-- Opening Marker --

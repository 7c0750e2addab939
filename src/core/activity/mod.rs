//! Append-only record of launched apps.

use std::fs::OpenOptions;
use std::io::Write as _;
use std::path::{Path, PathBuf};

use chrono::{DateTime, Utc};

/// File name of the activity log inside the data directory.
pub const LOG_FILE: &str = "activity.log";

/// Destination for "app opened" events.
pub trait ActivityLog: std::fmt::Debug {
    /// Record that `name` was opened at `at`.
    ///
    /// # Errors
    ///
    /// Returns error if the event could not be written.
    fn record(&self, name: &str, at: DateTime<Utc>) -> std::io::Result<()>;
}

/// Appends one line per event to a text file.
#[derive(Debug, Clone)]
pub struct FileLog {
    path: PathBuf,
}

impl FileLog {
    #[must_use]
    pub fn new(path: impl Into<PathBuf>) -> Self {
        Self { path: path.into() }
    }

    /// Log at the default file name inside `dir`.
    #[must_use]
    pub fn in_dir(dir: &Path) -> Self {
        Self::new(dir.join(LOG_FILE))
    }

    #[must_use]
    pub fn path(&self) -> &Path {
        &self.path
    }
}

impl ActivityLog for FileLog {
    fn record(&self, name: &str, at: DateTime<Utc>) -> std::io::Result<()> {
        if let Some(parent) = self.path.parent() {
            std::fs::create_dir_all(parent)?;
        }
        let mut file = OpenOptions::new()
            .create(true)
            .append(true)
            .open(&self.path)?;
        writeln!(file, "{}: Opened {name}", at.to_rfc3339())
    }
}

/// Discards every event.
#[derive(Debug, Clone, Copy, Default)]
pub struct NullLog;

impl ActivityLog for NullLog {
    fn record(&self, _name: &str, _at: DateTime<Utc>) -> std::io::Result<()> {
        Ok(())
    }
}
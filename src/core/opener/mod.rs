//! Opening an app by name: resolve, launch, remember, log.
//!
//! Used both for single commands and for every routine step.

use std::path::PathBuf;

use chrono::Utc;
use thiserror::Error;

use crate::config::Config;
use crate::core::activity::{ActivityLog, FileLog, NullLog};
use crate::core::launcher::{Launcher, ProcessHost};
use crate::core::learned::{AppRecord, LearnedAppStore};
use crate::core::normalize_name;
use crate::core::resolver::{Disambiguator, NameResolver, Resolution};
use crate::core::security;
use crate::core::storage::{Persistence, Storage};

/// Name shown by pickers before anything is chosen; never a real app.
pub const PLACEHOLDER: &str = "select app";

/// Whether `name` is blank or the picker placeholder.
#[must_use]
pub fn is_placeholder(name: &str) -> bool {
    let name = normalize_name(name);
    name.is_empty() || name == PLACEHOLDER
}

/// Why an app was not opened.
#[derive(Debug, Clone, PartialEq, Eq, Error)]
pub enum Failure {
    #[error("no app name given")]
    Rejected,

    #[error("blocked command: {0}")]
    Blocked(String),

    #[error("not found")]
    NotFound,

    /// Several matches and no valid selection; reported like a miss.
    #[error("not found (no candidate selected)")]
    Ambiguous,

    #[error("{0}")]
    Launch(String),

    #[error("aborted")]
    Aborted,
}

/// A successful open.
#[derive(Debug, Clone, PartialEq, Eq)]
pub struct Opened {
    /// Effective name, after fuzzy correction.
    pub name: String,
    pub path: PathBuf,
    /// Admin flag the app was launched with.
    pub elevated: bool,
    /// Set when the learned table could not be saved.
    pub persist_warning: Option<String>,
}

/// Result of [`AppOpener::open`].
pub type OpenOutcome = Result<Opened, Failure>;

/// Resolves, launches and learns apps.
#[derive(Debug)]
pub struct AppOpener {
    resolver: NameResolver,
    launcher: Launcher,
    learned: LearnedAppStore,
    activity: Box<dyn ActivityLog>,
    blocked: Vec<String>,
}

impl AppOpener {
    #[must_use]
    pub fn new(
        resolver: NameResolver,
        launcher: Launcher,
        learned: LearnedAppStore,
        activity: Box<dyn ActivityLog>,
    ) -> Self {
        Self {
            resolver,
            launcher,
            learned,
            activity,
            blocked: Vec::new(),
        }
    }

    /// Wire an opener from configuration, reading learned apps from `storage`.
    #[must_use]
    pub fn from_config(
        config: &Config,
        storage: Storage,
        chooser: Box<dyn Disambiguator>,
        host: Box<dyn ProcessHost>,
    ) -> Self {
        let activity: Box<dyn ActivityLog> = if config.activity.enabled {
            Box::new(FileLog::in_dir(storage.root()))
        } else {
            Box::new(NullLog)
        };

        Self::new(
            NameResolver::new(&config.search, chooser),
            Launcher::new(host),
            LearnedAppStore::load(storage),
            activity,
        )
        .with_blocked(config.security.blocked.clone())
    }

    /// Refuse names containing any of `blocked`.
    #[must_use]
    pub fn with_blocked(mut self, blocked: Vec<String>) -> Self {
        self.blocked = blocked;
        self
    }

    #[must_use]
    pub fn learned(&self) -> &LearnedAppStore {
        &self.learned
    }

    /// Resolve without launching anything.
    pub fn resolve(&mut self, name: &str) -> Resolution {
        self.resolver.resolve(name, &self.learned)
    }

    /// Open `name`, elevated if `admin` or if the app is known to need it.
    ///
    /// A system command's own admin flag replaces both. On success the app is
    /// remembered with the flag it actually ran with; failing to save that is
    /// only a warning.
    pub fn open(&mut self, name: &str, admin: bool) -> OpenOutcome {
        if is_placeholder(name) {
            return Err(Failure::Rejected);
        }
        if let Some(phrase) = security::blocked_phrase(name, &self.blocked) {
            tracing::warn!(name, phrase, "refusing blocked app name");
            return Err(Failure::Blocked(phrase.to_string()));
        }

        let resolution = self.resolver.resolve(name, &self.learned);
        let Some(path) = resolution.path.clone() else {
            return Err(if resolution.ambiguous {
                Failure::Ambiguous
            } else {
                Failure::NotFound
            });
        };

        let system = resolution.is_system_command();
        let elevated = if system {
            resolution.requires_admin
        } else {
            admin || resolution.requires_admin
        };

        self.launcher
            .launch(&path, elevated)
            .map_err(|e| Failure::Launch(e.to_string()))?;

        let persist_warning = if system {
            None
        } else {
            self.learned
                .put(AppRecord::new(&resolution.name, &path, elevated));
            Persistence::from_result("apps", self.learned.persist())
                .warning()
                .map(str::to_string)
        };

        if let Err(e) = self.activity.record(&resolution.name, Utc::now()) {
            tracing::warn!(error = %e, "failed to write activity log");
        }

        Ok(Opened {
            name: resolution.name,
            path,
            elevated,
            persist_warning,
        })
    }
}
//! Correcting slightly misheard names against known ones.

use similar::TextDiff;

/// Character-level similarity in `0.0..=1.0` (twice the matched characters
/// over the combined length).
#[must_use]
pub fn similarity(a: &str, b: &str) -> f64 {
    f64::from(TextDiff::from_chars(a, b).ratio())
}

/// Replace `name` with the most similar known name scoring at least `cutoff`.
///
/// Below the cutoff the name comes back unchanged. Ties keep the earlier
/// known name.
#[must_use]
pub fn correct<'a>(name: &str, known: impl IntoIterator<Item = &'a str>, cutoff: f64) -> String {
    if name.is_empty() {
        return String::new();
    }

    let mut best: Option<(&str, f64)> = None;
    for candidate in known {
        let score = similarity(name, candidate);
        if score >= cutoff && best.is_none_or(|(_, s)| score > s) {
            best = Some((candidate, score));
        }
    }

    match best {
        Some((candidate, score)) => {
            if candidate != name {
                tracing::debug!(from = %name, to = %candidate, score, "fuzzy correction");
            }
            candidate.to_string()
        }
        None => name.to_string(),
    }
}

-- Closing Marker --

GOAL OF THE EXERCISE:
Filter the records down to the lines that contain the string "Failure", and copy those lines.

ANSWER SPACE:
pub enum Failure {
pub type OpenOutcome = Result<Opened, Failure>;
            return Err(Failure::Rejected);
            return Err(Failure::Blocked(phrase.to_string()));
                Failure::Ambiguous
                Failure::NotFound
            .map_err(|e| Failure::Launch(e.to_string()))?;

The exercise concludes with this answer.